The Kerala government has been criticised for the delay in releasing water from the dams even when the reservoirs were full. Release of water from the dam and heavy downpour coincided, which compounded the misery. Looking at the records of past several years of drought, the authorities could not have released water in anticipation of rain. The criticism is certainly unfair.

Over the years, natural drainage patterns in human areas are disturbed due to the increasing urbanisation. Whenever there is heavy downpour, water does not find enough space to flow and that causes flooding. Planners must ensure that no natural drains are disturbed whenever layout of an area is planned.

Let us examine the reasons for flooding in Kodagu district.

With heavy rain, soil profile is fully charged with moisture and mass of the earth is no longer stable. It is further aggravated when there is no tree growth in the area. With the force of water, the unstable earth mass comes down causing landslide.

Some land masses have sunk up to a depth of 20 metre. Road between Madikeri and Sampaje is affected by landslides and also some portions of roads have sunk, disrupting the traffic. Similarly, road between Madikeri and Somwarpet has met with the same fate.

There were landslides in the village limits of Madapura, Haleri, Makkodlu, Makkandur, Hattiwade etc, causing extensive damage to coffee estates, roads and bridges. Nearly 150 km of roads in the district got damaged in the disaster.
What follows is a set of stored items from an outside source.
//! Default use case stand-ins for route tests. Creating stubs echo their
//! command back, reading stubs return empty or "not found" results.

use async_trait::async_trait;

use crate::blog::application::{
    domain::entities::{BlogCategories, BlogPost},
    ports::{
        incoming::use_cases::{
            CreateBlogPostCommand, CreateBlogPostError, CreateBlogPostUseCase,
            GetBlogCategoriesUseCase, GetBlogPostError, GetBlogPostUseCase, GetBlogPostsError,
            GetBlogPostsUseCase, GetFeaturedBlogPostsUseCase,
        },
        outgoing::{BlogPostFilter, PageRequest},
    },
};
use crate::contact::application::{
    domain::entities::{ContactSubmission, NEW_SUBMISSION_STATUS},
    ports::incoming::use_cases::{
        GetContactSubmissionError, GetContactSubmissionUseCase, ListContactSubmissionsError,
        ListContactSubmissionsUseCase, SubmitContactCommand, SubmitContactError,
        SubmitContactUseCase,
    },
};
use crate::resume::application::{
    domain::entities::Resume,
    ports::incoming::use_cases::{
        GetResumeError, GetResumeUseCase, UpdateResumeCommand, UpdateResumeError,
        UpdateResumeUseCase,
    },
};
use crate::shared::{document_id::DocumentId, owner::OWNER_NAME, time::now_utc};
use crate::statistics::application::{
    domain::entities::Statistics,
    ports::incoming::use_cases::{
        GetStatisticsError, GetStatisticsUseCase, UpdateStatisticsCommand, UpdateStatisticsError,
        UpdateStatisticsUseCase,
    },
};
use crate::testimonial::application::{
    domain::entities::Testimonial,
    ports::{
        incoming::use_cases::{
            CreateTestimonialCommand, CreateTestimonialError, CreateTestimonialUseCase,
            GetTestimonialsError, GetTestimonialsUseCase,
        },
        outgoing::TestimonialFilter,
    },
};

pub const STUB_ID: &str = "665f1c2e9b1e8a3d4c2b1aff";

// ============================================================
// Contact
// ============================================================

#[derive(Clone)]
pub struct StubSubmitContactUseCase;

#[async_trait]
impl SubmitContactUseCase for StubSubmitContactUseCase {
    async fn execute(
        &self,
        command: SubmitContactCommand,
    ) -> Result<ContactSubmission, SubmitContactError> {
        Ok(ContactSubmission {
            id: STUB_ID.to_string(),
            name: command.name().to_string(),
            email: command.email().to_string(),
            subject: command.subject().to_string(),
            message: command.message().to_string(),
            status: NEW_SUBMISSION_STATUS.to_string(),
            timestamp: now_utc(),
        })
    }
}

#[derive(Clone)]
pub struct StubListContactSubmissionsUseCase;

#[async_trait]
impl ListContactSubmissionsUseCase for StubListContactSubmissionsUseCase {
    async fn execute(&self) -> Result<Vec<ContactSubmission>, ListContactSubmissionsError> {
        Ok(vec![])
    }
}

#[derive(Clone)]
pub struct StubGetContactSubmissionUseCase;

#[async_trait]
impl GetContactSubmissionUseCase for StubGetContactSubmissionUseCase {
    async fn execute(
        &self,
        raw_id: &str,
    ) -> Result<ContactSubmission, GetContactSubmissionError> {
        DocumentId::parse(raw_id).map_err(|_| GetContactSubmissionError::InvalidId)?;
        Err(GetContactSubmissionError::NotFound)
    }
}

// ============================================================
// Blog
// ============================================================

#[derive(Clone)]
pub struct StubCreateBlogPostUseCase;

#[async_trait]
impl CreateBlogPostUseCase for StubCreateBlogPostUseCase {
    async fn execute(
        &self,
        command: CreateBlogPostCommand,
    ) -> Result<BlogPost, CreateBlogPostError> {
        let draft = command.into_draft();
        let now = now_utc();

        Ok(BlogPost {
            id: STUB_ID.to_string(),
            title: draft.title,
            excerpt: draft.excerpt,
            content: draft.content,
            date: now,
            read_time: draft.read_time,
            category: draft.category,
            tags: draft.tags,
            author: OWNER_NAME.to_string(),
            featured: draft.featured,
            published: draft.published,
            created_at: now,
            updated_at: now,
        })
    }
}

#[derive(Clone)]
pub struct StubGetBlogPostsUseCase;

#[async_trait]
impl GetBlogPostsUseCase for StubGetBlogPostsUseCase {
    async fn execute(
        &self,
        _filter: BlogPostFilter,
        _page: PageRequest,
    ) -> Result<Vec<BlogPost>, GetBlogPostsError> {
        Ok(vec![])
    }
}

#[derive(Clone)]
pub struct StubGetFeaturedBlogPostsUseCase;

#[async_trait]
impl GetFeaturedBlogPostsUseCase for StubGetFeaturedBlogPostsUseCase {
    async fn execute(&self) -> Result<Vec<BlogPost>, GetBlogPostsError> {
        Ok(vec![])
    }
}

#[derive(Clone)]
pub struct StubGetBlogCategoriesUseCase;

#[async_trait]
impl GetBlogCategoriesUseCase for StubGetBlogCategoriesUseCase {
    async fn execute(&self) -> Result<BlogCategories, GetBlogPostsError> {
        Ok(BlogCategories { categories: vec![] })
    }
}

#[derive(Clone)]
pub struct StubGetBlogPostUseCase;

#[async_trait]
impl GetBlogPostUseCase for StubGetBlogPostUseCase {
    async fn execute(&self, raw_id: &str) -> Result<BlogPost, GetBlogPostError> {
        DocumentId::parse(raw_id).map_err(|_| GetBlogPostError::InvalidId)?;
        Err(GetBlogPostError::NotFound)
    }
}

// ============================================================
// Resume
// ============================================================

#[derive(Clone)]
pub struct StubGetResumeUseCase;

#[async_trait]
impl GetResumeUseCase for StubGetResumeUseCase {
    async fn execute(&self) -> Result<Resume, GetResumeError> {
        Ok(Resume::initial(now_utc()))
    }
}

#[derive(Clone)]
pub struct StubUpdateResumeUseCase;

#[async_trait]
impl UpdateResumeUseCase for StubUpdateResumeUseCase {
    async fn execute(&self, command: UpdateResumeCommand) -> Result<Resume, UpdateResumeError> {
        Ok(command.into_resume(now_utc()))
    }
}

// ============================================================
// Statistics
// ============================================================

#[derive(Clone)]
pub struct StubGetStatisticsUseCase;

#[async_trait]
impl GetStatisticsUseCase for StubGetStatisticsUseCase {
    async fn execute(&self) -> Result<Statistics, GetStatisticsError> {
        Ok(Statistics::initial(now_utc()))
    }
}

#[derive(Clone)]
pub struct StubUpdateStatisticsUseCase;

#[async_trait]
impl UpdateStatisticsUseCase for StubUpdateStatisticsUseCase {
    async fn execute(
        &self,
        command: UpdateStatisticsCommand,
    ) -> Result<Statistics, UpdateStatisticsError> {
        Ok(command.into_statistics(now_utc()))
    }
}

// ============================================================
// Testimonials
// ============================================================

#[derive(Clone)]
pub struct StubCreateTestimonialUseCase;

#[async_trait]
impl CreateTestimonialUseCase for StubCreateTestimonialUseCase {
    async fn execute(
        &self,
        command: CreateTestimonialCommand,
    ) -> Result<Testimonial, CreateTestimonialError> {
        let now = now_utc();

        Ok(Testimonial {
            id: STUB_ID.to_string(),
            name: command.name().to_string(),
            position: command.position().to_string(),
            company: command.company().to_string(),
            content: command.content().to_string(),
            rating: command.rating(),
            image: command.image().to_string(),
            approved: false,
            featured: false,
            created_at: now,
            updated_at: now,
        })
    }
}

#[derive(Clone)]
pub struct StubGetTestimonialsUseCase;

#[async_trait]
impl GetTestimonialsUseCase for StubGetTestimonialsUseCase {
    async fn execute(
        &self,
        _filter: TestimonialFilter,
    ) -> Result<Vec<Testimonial>, GetTestimonialsError> {
        Ok(vec![])
    }
}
Extensive landslides in coffee estates have left many planters in a state of shock. They are not in a position to decipher their land. Another survey may be required to refix the boundaries.

Kodagu is a hilly district providing catchment to river Cauvery. The lives of millions of people in villages and towns of Karnataka and Tamil Nadu are dependent on this river. If the catchment is further disturbed, the population in the command area of the river including that of Bengaluru would suffer.

The total extent of the district is nearly 4,200 sq km and only 1,700 sq km are notified forests in control of Forest Department. The remaining are in private control as well as under the Revenue Department. A major chunk of privately controlled area is under coffee cultivation.

There is a lot of ambiguity in land tenures with regard to ownership rights. In some cases, one has a right on land, while in some other cases, the person has right on land as well as tree growth. Some owners have got the right on tree growth from the date of grant but were successful in getting permission for even older trees.

The Karnataka (Preservation) of Trees Act has played havoc in the district. Timber merchants camped for decades and influenced the officers to get certificate of ownership on tree growth and consequently the felling permission. Permission to extract naturally growing trees has been granted even on steep slopes.

Confusion relating to land tenure has been fully exploited by merchants in collusion with the officers. Sometimes, faulty survey reports have resulted in clearing forests in adjoining reserved forest areas also. Although some officers have faced enquiry and disciplinary action, the damage was done.

Recently 50,000 trees were cut in Kodagu for the power transmission line. When environmentalists protested, Union Minister Piyush Goyal asked them to plant 75,000 trees. One must know that the natural trees cannot be compensated by planting few seedlings. Growing trees of different species is not easy — even the Forest Department is successful in growing only monoculture of teak and Acacia auriculiformis.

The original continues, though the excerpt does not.